Decided: March 8, 1990.

STATE OF NEW JERSEY, PLAINTIFF-RESPONDENT,
v.
RONALD TURCOTTE AND LISE TURCOTTE, DEFENDANTS-APPELLANTS



On appeal from the Superior Court of New Jersey, Law Division, Monmouth County.

O'Brien, Havey and Stern. The opinion of the court was delivered by Havey, J.A.D.

Havey

The principal issue raised by this appeal is whether a warrantless administrative search of an off-track stable housing licensed harness racing horses, pursuant to N.J.A.C. 13:71-23.5, violates the Fourth Amendment to the United States Constitution. In State v.

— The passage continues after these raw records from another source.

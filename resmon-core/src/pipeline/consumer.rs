//! Consumer bindings: the streams addons read from.

use crate::error::PipelineError;
use crate::pipeline::channel::SnapshotChannel;
use crate::pipeline::deadline_after;
use crate::pipeline::faults::FaultLog;
use futures::stream::{self, FuturesUnordered, StreamExt};
use resmon_addon::{JoinedRecord, RecordStream, ResourceKind, Snapshot, SnapshotStream};
use std::collections::BTreeMap;
use std::sync::Arc;
use std::time::Duration;
use tokio_util::sync::CancellationToken;
use tracing::{debug, warn};

/// Stream of one kind's snapshots, ending when `cancel` fires or the channel
/// closes.
pub(crate) fn kind_stream(channel: Arc<SnapshotChannel>, cancel: CancellationToken) -> SnapshotStream {
    stream::unfold((channel, cancel), |(channel, cancel)| async move {
        let next = tokio::select! {
            biased;
            _ = cancel.cancelled() => None,
            snapshot = channel.recv() => snapshot,
        };
        next.map(|snapshot| (snapshot, (channel, cancel)))
    })
    .boxed()
}

struct JoinState {
    channels: Vec<Arc<SnapshotChannel>>,
    join_timeout: Duration,
    cancel: CancellationToken,
    faults: Arc<FaultLog>,
    round: u64,
}

impl JoinState {
    fn close_all(&self) {
        for channel in &self.channels {
            channel.close();
        }
    }
}

enum Round {
    Joined(BTreeMap<ResourceKind, Snapshot>),
    Cancelled,
    Closed(ResourceKind),
    TimedOut(Vec<ResourceKind>),
}

/// Stream of joined records, one per round across all `channels`.
///
/// A round that cannot be completed within `join_timeout` ends the stream
/// for good; the timeout is logged and recorded as a fault. A stream that
/// ends on its own closes every channel, so producers stop feeding it.
pub(crate) fn unified_stream(
    channels: Vec<Arc<SnapshotChannel>>,
    join_timeout: Duration,
    cancel: CancellationToken,
    faults: Arc<FaultLog>,
) -> RecordStream {
    let state = JoinState {
        channels,
        join_timeout,
        cancel,
        faults,
        round: 0,
    };

    stream::unfold(state, |mut state| async move {
        let round = gather(&state.channels, state.join_timeout, &state.cancel).await;
        match round {
            Round::Joined(snapshots) => {
                let record = JoinedRecord::new(state.round, snapshots);
                state.round += 1;
                Some((record, state))
            }
            Round::Cancelled => {
                debug!(rounds = state.round, "unified stream cancelled");
                None
            }
            Round::Closed(kind) => {
                debug!(kind = %kind, rounds = state.round, "unified stream ended on closed channel");
                state.close_all();
                None
            }
            Round::TimedOut(missing) => {
                let error = PipelineError::BackpressureTimeout {
                    waited: state.join_timeout,
                    missing,
                };
                warn!(error = %error, rounds = state.round, "unified stream terminated, restart the pipeline to resume");
                state.faults.record(error);
                state.close_all();
                None
            }
        }
    })
    .boxed()
}

/// Wait for one snapshot from every channel, concurrently.
///
/// A round that ends early drops the snapshots it already took. Those still
/// count as delivered in the channel stats.
async fn gather(
    channels: &[Arc<SnapshotChannel>],
    join_timeout: Duration,
    cancel: &CancellationToken,
) -> Round {
    let deadline = deadline_after(join_timeout);
    let mut pending: FuturesUnordered<_> = channels
        .iter()
        .map(|channel| async move { (channel.kind(), channel.recv().await) })
        .collect();
    let mut joined = BTreeMap::new();

    while !pending.is_empty() {
        tokio::select! {
            biased;
            _ = cancel.cancelled() => return Round::Cancelled,
            Some((kind, snapshot)) = pending.next() => match snapshot {
                Some(snapshot) => {
                    joined.insert(kind, snapshot);
                }
                None => return Round::Closed(kind),
            },
            _ = tokio::time::sleep_until(deadline) => {
                let missing = channels
                    .iter()
                    .map(|channel| channel.kind())
                    .filter(|kind| !joined.contains_key(kind))
                    .collect();
                return Round::TimedOut(missing);
            }
        }
    }

    Round::Joined(joined)
}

Dolce, 178 N.J. Super. 275, 428 A.2d 947 (App.Div.1981), we held that an essentially identical regulation controlling thoroughbred racing did not violate the Fourth Amendment because horse racing in New Jersey fell within "pervasive and long-standing government regulation exceptions to the administrative search warrant rule[.]" $; Id. at 285, 428 A.2d 947. Defendants now contend that our holding in Dolce should be "reviewed" in light of New York v. Burger, 482 U.S. 691, 107 S. Ct. 2636, 96 L. Ed. 2d 601 (1987). We conclude that N.J.A.C. 13:71-23.5 satisfies the Burger three-pronged test and hence does not violate the Fourth Amendment.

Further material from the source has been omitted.